* **ABOUT THIS EXERCISE**: From the entries that follow, report every line in which "remove" occurs.

(Dataset entries)
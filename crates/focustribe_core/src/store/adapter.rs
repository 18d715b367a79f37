//! Best-effort JSON persistence over a `KeyValueStore`.
//!
//! # Invariants
//! - `load` never returns storage it could not parse; it falls back to an
//!   owned clone of the caller's default.
//! - `save`/`remove` failures are logged at `error` and recorded as
//!   `PersistenceFailure` events; callers never see them.

use super::{KeyValueStore, StoreError, StoreResult};
use log::{error, warn};
use serde::de::DeserializeOwned;
use serde::Serialize;

/// Durability write that did not reach the medium.
#[derive(Debug, Clone, PartialEq, Eq)]
pub struct PersistenceFailure {
    pub key: String,
    pub operation: &'static str,
    pub message: String,
}

pub struct StoreAdapter {
    medium: Box<dyn KeyValueStore>,
    failures: Vec<PersistenceFailure>,
}

impl StoreAdapter {
    pub fn new(medium: Box<dyn KeyValueStore>) -> Self {
        Self {
            medium,
            failures: Vec::new(),
        }
    }

    /// Returns the stored value for `key`, or a fresh clone of `default`.
    pub fn load<T>(&self, key: &str, default: &T) -> T
    where
        T: DeserializeOwned + Clone,
    {
        self.load_present(key).unwrap_or_else(|| default.clone())
    }

    /// Returns the stored value for `key` when present and parseable.
    pub fn load_present<T: DeserializeOwned>(&self, key: &str) -> Option<T> {
        let raw = match self.medium.read(key) {
            Ok(Some(raw)) => raw,
            Ok(None) => return None,
            Err(err) => {
                warn!("event=store_load module=store status=error key={key} error={err}");
                return None;
            }
        };
        match serde_json::from_str(&raw) {
            Ok(value) => Some(value),
            Err(err) => {
                warn!(
                    "event=store_load module=store status=error key={key} error_code=parse_failed error={err}"
                );
                None
            }
        }
    }

    /// Serializes and stores `value` under `key`.
    pub fn save<T: Serialize + ?Sized>(&mut self, key: &str, value: &T) {
        let result = serde_json::to_string(value)
            .map_err(StoreError::from)
            .and_then(|raw| self.medium.write(key, &raw));
        self.absorb(key, "save", result);
    }

    pub fn remove(&mut self, key: &str) {
        let result = self.medium.remove(key);
        self.absorb(key, "remove", result);
    }

    /// Drains recorded durability failures for monitoring callers.
    pub fn take_failures(&mut self) -> Vec<PersistenceFailure> {
        std::mem::take(&mut self.failures)
    }

    fn absorb(&mut self, key: &str, operation: &'static str, result: StoreResult<()>) {
        if let Err(err) = result {
            error!("event=store_{operation} module=store status=error key={key} error={err}");
            self.failures.push(PersistenceFailure {
                key: key.to_string(),
                operation,
                message: err.to_string(),
            });
        }
    }
}

#[cfg(test)]
mod tests {
    use super::StoreAdapter;
    use crate::db::open_db_in_memory;
    use crate::store::{KeyValueStore, SqliteKvStore, StoreError, StoreResult};

    struct FullMedium;

    impl KeyValueStore for FullMedium {
        fn read(&self, _key: &str) -> StoreResult<Option<String>> {
            Ok(None)
        }

        fn write(&mut self, _key: &str, _value: &str) -> StoreResult<()> {
            Err(StoreError::Unavailable("quota exceeded".to_string()))
        }

        fn remove(&mut self, _key: &str) -> StoreResult<()> {
            Err(StoreError::Unavailable("quota exceeded".to_string()))
        }
    }

    fn sqlite_adapter() -> StoreAdapter {
        let medium = SqliteKvStore::new(open_db_in_memory().unwrap(), "test");
        StoreAdapter::new(Box::new(medium))
    }

    #[test]
    fn load_returns_independent_copy_of_default() {
        let adapter = sqlite_adapter();
        let default = vec![1_u64, 2, 3];

        let mut first: Vec<u64> = adapter.load("numbers", &default);
        first.push(4);
        let second: Vec<u64> = adapter.load("numbers", &default);

        assert_eq!(second, vec![1, 2, 3]);
        assert_eq!(default, vec![1, 2, 3]);
    }

    #[test]
    fn load_falls_back_on_unparseable_value() {
        let mut medium = SqliteKvStore::new(open_db_in_memory().unwrap(), "test");
        medium.write("numbers", "{not json").unwrap();
        let adapter = StoreAdapter::new(Box::new(medium));

        let loaded: Vec<u64> = adapter.load("numbers", &vec![9]);
        assert_eq!(loaded, vec![9]);
    }

    #[test]
    fn save_then_load_returns_saved_value() {
        let mut adapter = sqlite_adapter();
        adapter.save("numbers", &vec![5_u64, 6]);
        let loaded: Vec<u64> = adapter.load("numbers", &Vec::new());
        assert_eq!(loaded, vec![5, 6]);
        assert!(adapter.take_failures().is_empty());
    }

    #[test]
    fn save_failure_is_recorded_not_raised() {
        let mut adapter = StoreAdapter::new(Box::new(FullMedium));
        adapter.save("tasks", &vec![1_u64]);
        adapter.remove("user");

        let failures = adapter.take_failures();
        assert_eq!(failures.len(), 2);
        assert_eq!(failures[0].key, "tasks");
        assert_eq!(failures[0].operation, "save");
        assert!(failures[0].message.contains("quota exceeded"));
        assert!(adapter.take_failures().is_empty());
    }
}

* **SOLUTION TO THIS PROBLEM**:
//! - `save`/`remove` failures are logged at `error` and recorded as
    pub fn remove(&mut self, key: &str) {
        let result = self.medium.remove(key);
        self.absorb(key, "remove", result);
        fn remove(&mut self, _key: &str) -> StoreResult<()> {
        adapter.remove("user");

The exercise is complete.